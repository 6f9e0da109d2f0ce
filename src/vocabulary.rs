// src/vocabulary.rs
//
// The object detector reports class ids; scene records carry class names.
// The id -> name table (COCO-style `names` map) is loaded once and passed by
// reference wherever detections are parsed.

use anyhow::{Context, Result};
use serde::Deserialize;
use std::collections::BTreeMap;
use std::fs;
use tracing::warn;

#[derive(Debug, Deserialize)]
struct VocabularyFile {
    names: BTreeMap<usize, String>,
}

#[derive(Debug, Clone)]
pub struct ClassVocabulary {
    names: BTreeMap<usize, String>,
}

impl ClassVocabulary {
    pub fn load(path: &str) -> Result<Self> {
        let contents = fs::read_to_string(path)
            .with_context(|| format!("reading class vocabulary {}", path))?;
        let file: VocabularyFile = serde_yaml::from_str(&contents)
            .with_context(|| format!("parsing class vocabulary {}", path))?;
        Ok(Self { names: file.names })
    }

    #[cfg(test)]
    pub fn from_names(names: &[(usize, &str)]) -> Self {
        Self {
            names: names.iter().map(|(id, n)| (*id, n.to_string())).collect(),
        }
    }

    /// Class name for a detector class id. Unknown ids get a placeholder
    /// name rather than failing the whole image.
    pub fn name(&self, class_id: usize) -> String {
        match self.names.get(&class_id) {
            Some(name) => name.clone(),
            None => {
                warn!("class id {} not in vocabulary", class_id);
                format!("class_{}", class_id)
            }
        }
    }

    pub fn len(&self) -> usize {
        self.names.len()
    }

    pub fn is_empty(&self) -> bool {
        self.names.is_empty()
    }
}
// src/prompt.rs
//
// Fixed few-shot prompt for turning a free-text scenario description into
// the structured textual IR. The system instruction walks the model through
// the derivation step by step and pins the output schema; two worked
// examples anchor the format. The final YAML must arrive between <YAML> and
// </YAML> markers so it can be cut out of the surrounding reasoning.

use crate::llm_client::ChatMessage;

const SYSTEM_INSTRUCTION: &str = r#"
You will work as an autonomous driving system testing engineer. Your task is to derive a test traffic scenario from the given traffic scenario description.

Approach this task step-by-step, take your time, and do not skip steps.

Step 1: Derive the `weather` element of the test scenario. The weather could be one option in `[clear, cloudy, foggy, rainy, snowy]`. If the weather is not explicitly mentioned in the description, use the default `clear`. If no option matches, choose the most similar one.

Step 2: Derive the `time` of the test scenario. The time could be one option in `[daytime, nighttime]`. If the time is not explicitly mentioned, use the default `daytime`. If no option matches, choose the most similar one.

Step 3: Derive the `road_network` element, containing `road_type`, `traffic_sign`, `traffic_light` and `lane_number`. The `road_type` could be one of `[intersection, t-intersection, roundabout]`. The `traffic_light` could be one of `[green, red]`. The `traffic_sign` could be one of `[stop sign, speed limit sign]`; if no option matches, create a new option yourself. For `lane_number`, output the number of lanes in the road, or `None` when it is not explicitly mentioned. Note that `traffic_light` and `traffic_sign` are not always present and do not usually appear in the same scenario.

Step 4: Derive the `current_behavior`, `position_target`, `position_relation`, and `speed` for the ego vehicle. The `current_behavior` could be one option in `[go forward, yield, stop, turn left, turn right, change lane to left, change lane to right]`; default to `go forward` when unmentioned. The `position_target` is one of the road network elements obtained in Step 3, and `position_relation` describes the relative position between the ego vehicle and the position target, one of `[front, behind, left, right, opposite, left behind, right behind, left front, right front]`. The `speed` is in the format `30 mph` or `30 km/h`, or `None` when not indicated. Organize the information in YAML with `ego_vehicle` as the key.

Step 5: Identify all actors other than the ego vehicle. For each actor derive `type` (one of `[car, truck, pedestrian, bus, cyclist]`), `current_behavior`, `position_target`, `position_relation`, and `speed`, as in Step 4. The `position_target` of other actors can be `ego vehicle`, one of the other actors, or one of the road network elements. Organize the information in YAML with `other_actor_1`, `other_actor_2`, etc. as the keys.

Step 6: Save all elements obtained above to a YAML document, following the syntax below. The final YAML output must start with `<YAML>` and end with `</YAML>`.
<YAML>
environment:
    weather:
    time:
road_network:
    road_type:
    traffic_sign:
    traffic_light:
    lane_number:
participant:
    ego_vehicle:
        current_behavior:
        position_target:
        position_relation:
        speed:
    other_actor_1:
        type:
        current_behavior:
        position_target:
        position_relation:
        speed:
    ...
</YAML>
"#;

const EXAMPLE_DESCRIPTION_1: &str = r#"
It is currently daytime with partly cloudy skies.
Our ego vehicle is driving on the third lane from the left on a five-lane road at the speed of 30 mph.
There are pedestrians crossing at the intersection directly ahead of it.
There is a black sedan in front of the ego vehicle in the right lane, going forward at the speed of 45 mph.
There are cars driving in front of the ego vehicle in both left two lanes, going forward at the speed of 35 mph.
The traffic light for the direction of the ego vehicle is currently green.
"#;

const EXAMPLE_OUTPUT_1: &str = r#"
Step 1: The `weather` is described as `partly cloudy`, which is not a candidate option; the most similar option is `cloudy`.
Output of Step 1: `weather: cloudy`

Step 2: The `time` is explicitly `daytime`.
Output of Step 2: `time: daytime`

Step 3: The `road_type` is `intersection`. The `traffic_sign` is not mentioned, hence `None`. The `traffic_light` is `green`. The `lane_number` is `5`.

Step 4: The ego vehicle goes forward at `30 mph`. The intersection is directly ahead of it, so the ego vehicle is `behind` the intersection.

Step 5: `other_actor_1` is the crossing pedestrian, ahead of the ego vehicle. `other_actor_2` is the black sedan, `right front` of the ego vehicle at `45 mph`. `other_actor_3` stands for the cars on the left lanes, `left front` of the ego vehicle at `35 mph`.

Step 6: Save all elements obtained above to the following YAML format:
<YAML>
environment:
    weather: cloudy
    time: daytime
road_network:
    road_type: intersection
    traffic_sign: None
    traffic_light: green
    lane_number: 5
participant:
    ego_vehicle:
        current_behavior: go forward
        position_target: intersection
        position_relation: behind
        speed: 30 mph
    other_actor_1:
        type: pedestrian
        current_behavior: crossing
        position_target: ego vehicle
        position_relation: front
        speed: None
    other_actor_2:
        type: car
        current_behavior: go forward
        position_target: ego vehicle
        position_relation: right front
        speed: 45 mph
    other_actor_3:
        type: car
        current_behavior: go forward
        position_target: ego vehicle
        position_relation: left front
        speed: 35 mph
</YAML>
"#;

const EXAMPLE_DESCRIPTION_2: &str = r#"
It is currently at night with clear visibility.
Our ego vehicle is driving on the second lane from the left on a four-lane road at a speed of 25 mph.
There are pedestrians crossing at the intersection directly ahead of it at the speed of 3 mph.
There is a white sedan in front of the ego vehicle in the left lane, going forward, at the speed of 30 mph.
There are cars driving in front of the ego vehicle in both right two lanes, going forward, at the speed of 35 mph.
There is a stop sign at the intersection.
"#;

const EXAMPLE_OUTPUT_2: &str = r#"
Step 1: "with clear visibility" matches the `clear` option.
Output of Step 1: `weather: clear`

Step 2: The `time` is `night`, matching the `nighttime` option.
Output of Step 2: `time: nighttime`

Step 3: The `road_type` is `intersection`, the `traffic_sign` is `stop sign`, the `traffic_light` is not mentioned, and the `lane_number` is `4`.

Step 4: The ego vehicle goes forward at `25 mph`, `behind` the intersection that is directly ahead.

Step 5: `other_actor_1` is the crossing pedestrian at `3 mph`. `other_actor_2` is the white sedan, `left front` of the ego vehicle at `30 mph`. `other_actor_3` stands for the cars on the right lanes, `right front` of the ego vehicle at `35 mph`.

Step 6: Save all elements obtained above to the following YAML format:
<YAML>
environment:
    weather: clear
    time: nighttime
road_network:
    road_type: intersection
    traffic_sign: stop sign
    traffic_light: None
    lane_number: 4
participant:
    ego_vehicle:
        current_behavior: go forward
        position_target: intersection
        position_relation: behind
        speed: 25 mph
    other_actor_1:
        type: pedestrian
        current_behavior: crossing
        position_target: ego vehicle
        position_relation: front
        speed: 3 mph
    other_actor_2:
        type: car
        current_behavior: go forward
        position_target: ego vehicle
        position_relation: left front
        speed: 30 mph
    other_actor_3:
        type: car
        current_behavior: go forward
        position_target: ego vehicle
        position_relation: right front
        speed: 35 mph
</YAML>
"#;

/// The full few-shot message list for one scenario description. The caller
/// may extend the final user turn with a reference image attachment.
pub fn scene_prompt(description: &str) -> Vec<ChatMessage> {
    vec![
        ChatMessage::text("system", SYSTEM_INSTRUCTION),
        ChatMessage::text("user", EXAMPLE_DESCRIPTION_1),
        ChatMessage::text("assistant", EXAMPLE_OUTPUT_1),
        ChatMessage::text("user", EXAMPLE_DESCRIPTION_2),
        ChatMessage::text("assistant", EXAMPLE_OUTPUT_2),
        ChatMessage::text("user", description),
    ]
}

------------------------------------------------------------

To do> All that is wanted is a faithful reproduction of the line above with "use serde::Deserialize;", the line with "let file: VocabularyFile", and every line in between.

Answer>
use serde::Deserialize;
use std::collections::BTreeMap;
use std::fs;
use tracing::warn;

#[derive(Debug, Deserialize)]
struct VocabularyFile {
    names: BTreeMap<usize, String>,
}

#[derive(Debug, Clone)]
pub struct ClassVocabulary {
    names: BTreeMap<usize, String>,
}

impl ClassVocabulary {
    pub fn load(path: &str) -> Result<Self> {
        let contents = fs::read_to_string(path)
            .with_context(|| format!("reading class vocabulary {}", path))?;
        let file: VocabularyFile = serde_yaml::from_str(&contents)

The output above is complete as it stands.